=== Begin Enclosure ===

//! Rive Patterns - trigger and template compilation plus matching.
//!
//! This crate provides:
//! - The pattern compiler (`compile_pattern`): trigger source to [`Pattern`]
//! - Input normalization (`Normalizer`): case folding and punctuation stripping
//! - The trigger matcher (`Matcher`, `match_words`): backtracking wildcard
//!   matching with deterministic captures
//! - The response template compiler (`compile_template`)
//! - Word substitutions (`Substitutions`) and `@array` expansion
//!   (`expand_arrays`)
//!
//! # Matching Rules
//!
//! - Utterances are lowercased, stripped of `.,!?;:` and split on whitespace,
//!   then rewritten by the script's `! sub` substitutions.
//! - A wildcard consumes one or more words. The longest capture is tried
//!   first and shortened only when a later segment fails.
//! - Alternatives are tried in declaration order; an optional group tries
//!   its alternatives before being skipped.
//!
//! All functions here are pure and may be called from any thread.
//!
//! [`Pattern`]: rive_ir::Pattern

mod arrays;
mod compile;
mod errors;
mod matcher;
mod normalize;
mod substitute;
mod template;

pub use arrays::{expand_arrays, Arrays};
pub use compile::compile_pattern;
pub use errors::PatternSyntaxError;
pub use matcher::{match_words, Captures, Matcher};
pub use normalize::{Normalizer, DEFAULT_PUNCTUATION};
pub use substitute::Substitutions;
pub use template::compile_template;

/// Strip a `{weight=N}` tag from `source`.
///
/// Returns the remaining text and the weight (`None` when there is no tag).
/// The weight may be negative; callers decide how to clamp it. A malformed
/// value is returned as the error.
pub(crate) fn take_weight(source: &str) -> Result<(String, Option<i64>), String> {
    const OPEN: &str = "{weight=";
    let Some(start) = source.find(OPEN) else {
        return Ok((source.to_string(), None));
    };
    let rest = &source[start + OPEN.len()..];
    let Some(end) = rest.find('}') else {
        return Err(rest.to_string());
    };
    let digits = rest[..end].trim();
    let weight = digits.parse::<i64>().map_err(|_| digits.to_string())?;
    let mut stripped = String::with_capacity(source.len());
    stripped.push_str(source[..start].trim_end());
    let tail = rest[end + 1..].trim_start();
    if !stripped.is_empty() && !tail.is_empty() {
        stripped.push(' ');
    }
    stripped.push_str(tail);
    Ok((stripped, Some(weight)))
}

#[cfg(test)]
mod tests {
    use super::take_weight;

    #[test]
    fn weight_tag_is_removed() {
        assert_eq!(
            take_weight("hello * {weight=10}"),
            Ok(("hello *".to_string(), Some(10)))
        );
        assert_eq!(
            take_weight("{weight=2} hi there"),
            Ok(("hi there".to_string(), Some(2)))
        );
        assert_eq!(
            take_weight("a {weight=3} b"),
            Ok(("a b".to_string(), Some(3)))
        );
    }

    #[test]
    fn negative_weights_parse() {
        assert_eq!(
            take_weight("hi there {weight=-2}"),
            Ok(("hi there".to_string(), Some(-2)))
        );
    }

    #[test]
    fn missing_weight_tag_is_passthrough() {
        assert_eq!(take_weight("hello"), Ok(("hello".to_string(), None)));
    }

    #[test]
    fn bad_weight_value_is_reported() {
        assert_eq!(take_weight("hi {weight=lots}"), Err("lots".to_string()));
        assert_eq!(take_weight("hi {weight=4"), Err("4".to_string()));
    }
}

=== End Enclosure ===

> **Task**: Return the entries above, every line intact.

> **Finished task**:
//! Rive Patterns - trigger and template compilation plus matching.
//!
//! This crate provides:
//! - The pattern compiler (`compile_pattern`): trigger source to [`Pattern`]
//! - Input normalization (`Normalizer`): case folding and punctuation stripping
//! - The trigger matcher (`Matcher`, `match_words`): backtracking wildcard
//!   matching with deterministic captures
//! - The response template compiler (`compile_template`)
//! - Word substitutions (`Substitutions`) and `@array` expansion
//!   (`expand_arrays`)
//!
//! # Matching Rules
//!
//! - Utterances are lowercased, stripped of `.,!?;:` and split on whitespace,
//!   then rewritten by the script's `! sub` substitutions.
//! - A wildcard consumes one or more words. The longest capture is tried
//!   first and shortened only when a later segment fails.
//! - Alternatives are tried in declaration order; an optional group tries
//!   its alternatives before being skipped.
//!
//! All functions here are pure and may be called from any thread.
//!
//! [`Pattern`]: rive_ir::Pattern

mod arrays;
mod compile;
mod errors;
mod matcher;
mod normalize;
mod substitute;
mod template;

pub use arrays::{expand_arrays, Arrays};
pub use compile::compile_pattern;
pub use errors::PatternSyntaxError;
pub use matcher::{match_words, Captures, Matcher};
pub use normalize::{Normalizer, DEFAULT_PUNCTUATION};
pub use substitute::Substitutions;
pub use template::compile_template;

/// Strip a `{weight=N}` tag from `source`.
///
/// Returns the remaining text and the weight (`None` when there is no tag).
/// The weight may be negative; callers decide how to clamp it. A malformed
/// value is returned as the error.
pub(crate) fn take_weight(source: &str) -> Result<(String, Option<i64>), String> {
    const OPEN: &str = "{weight=";
    let Some(start) = source.find(OPEN) else {
        return Ok((source.to_string(), None));
    };
    let rest = &source[start + OPEN.len()..];
    let Some(end) = rest.find('}') else {
        return Err(rest.to_string());
    };
    let digits = rest[..end].trim();
    let weight = digits.parse::<i64>().map_err(|_| digits.to_string())?;
    let mut stripped = String::with_capacity(source.len());
    stripped.push_str(source[..start].trim_end());
    let tail = rest[end + 1..].trim_start();
    if !stripped.is_empty() && !tail.is_empty() {
        stripped.push(' ');
    }
    stripped.push_str(tail);
    Ok((stripped, Some(weight)))
}

#[cfg(test)]
mod tests {
    use super::take_weight;

    #[test]
    fn weight_tag_is_removed() {
        assert_eq!(
            take_weight("hello * {weight=10}"),
            Ok(("hello *".to_string(), Some(10)))
        );
        assert_eq!(
            take_weight("{weight=2} hi there"),
            Ok(("hi there".to_string(), Some(2)))
        );
        assert_eq!(
            take_weight("a {weight=3} b"),
            Ok(("a b".to_string(), Some(3)))
        );
    }

    #[test]
    fn negative_weights_parse() {
        assert_eq!(
            take_weight("hi there {weight=-2}"),
            Ok(("hi there".to_string(), Some(-2)))
        );
    }

    #[test]
    fn missing_weight_tag_is_passthrough() {
        assert_eq!(take_weight("hello"), Ok(("hello".to_string(), None)));
    }

    #[test]
    fn bad_weight_value_is_reported() {
        assert_eq!(take_weight("hi {weight=lots}"), Err("lots".to_string()));
        assert_eq!(take_weight("hi {weight=4"), Err("4".to_string()));
    }
}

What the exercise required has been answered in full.